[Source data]
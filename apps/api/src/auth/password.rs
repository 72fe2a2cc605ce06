//! Argon2id password hashing. Verification is constant-time inside `argon2`.

use std::sync::OnceLock;

use anyhow::{anyhow, Result};
use argon2::password_hash::rand_core::OsRng;
use argon2::password_hash::{PasswordHash, PasswordHasher, PasswordVerifier, SaltString};
use argon2::Argon2;

/// Hashes with a fresh random salt, so equal inputs give different PHC strings.
pub fn hash_password(password: &str) -> Result<String> {
    let salt = SaltString::generate(&mut OsRng);
    Argon2::default()
        .hash_password(password.as_bytes(), &salt)
        .map(|hash| hash.to_string())
        .map_err(|e| anyhow!("Password hashing failed: {e}"))
}

/// False for a wrong password and for a hash that cannot be parsed.
pub fn verify_password(password: &str, hashed: &str) -> bool {
    match PasswordHash::new(hashed) {
        Ok(parsed) => Argon2::default()
            .verify_password(password.as_bytes(), &parsed)
            .is_ok(),
        Err(_) => false,
    }
}

pub(crate) const DECOY_PASSWORD: &str = "decoy-password";

/// A real Argon2 hash of `DECOY_PASSWORD`, computed once. Login verifies
/// against it when no user matches, so both failure paths do the same work.
pub fn decoy_hash() -> &'static str {
    static DECOY: OnceLock<String> = OnceLock::new();
    DECOY.get_or_init(|| hash_password(DECOY_PASSWORD).unwrap_or_default())
}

Your instructions
Restate every entry above word for word.

Result below
filename apps/api/src/auth/password.rs
repository 72fe2a2cc605ce06
//! Argon2id password hashing. Verification is constant-time inside `argon2`.

use std::sync::OnceLock;

use anyhow::{anyhow, Result};
use argon2::password_hash::rand_core::OsRng;
use argon2::password_hash::{PasswordHash, PasswordHasher, PasswordVerifier, SaltString};
use argon2::Argon2;

/// Hashes with a fresh random salt, so equal inputs give different PHC strings.
pub fn hash_password(password: &str) -> Result<String> {
    let salt = SaltString::generate(&mut OsRng);
    Argon2::default()
        .hash_password(password.as_bytes(), &salt)
        .map(|hash| hash.to_string())
        .map_err(|e| anyhow!("Password hashing failed: {e}"))
}

/// False for a wrong password and for a hash that cannot be parsed.
pub fn verify_password(password: &str, hashed: &str) -> bool {
    match PasswordHash::new(hashed) {
        Ok(parsed) => Argon2::default()
            .verify_password(password.as_bytes(), &parsed)
            .is_ok(),
        Err(_) => false,
    }
}

pub(crate) const DECOY_PASSWORD: &str = "decoy-password";

/// A real Argon2 hash of `DECOY_PASSWORD`, computed once. Login verifies
/// against it when no user matches, so both failure paths do the same work.
pub fn decoy_hash() -> &'static str {
    static DECOY: OnceLock<String> = OnceLock::new();
    DECOY.get_or_init(|| hash_password(DECOY_PASSWORD).unwrap_or_default())
}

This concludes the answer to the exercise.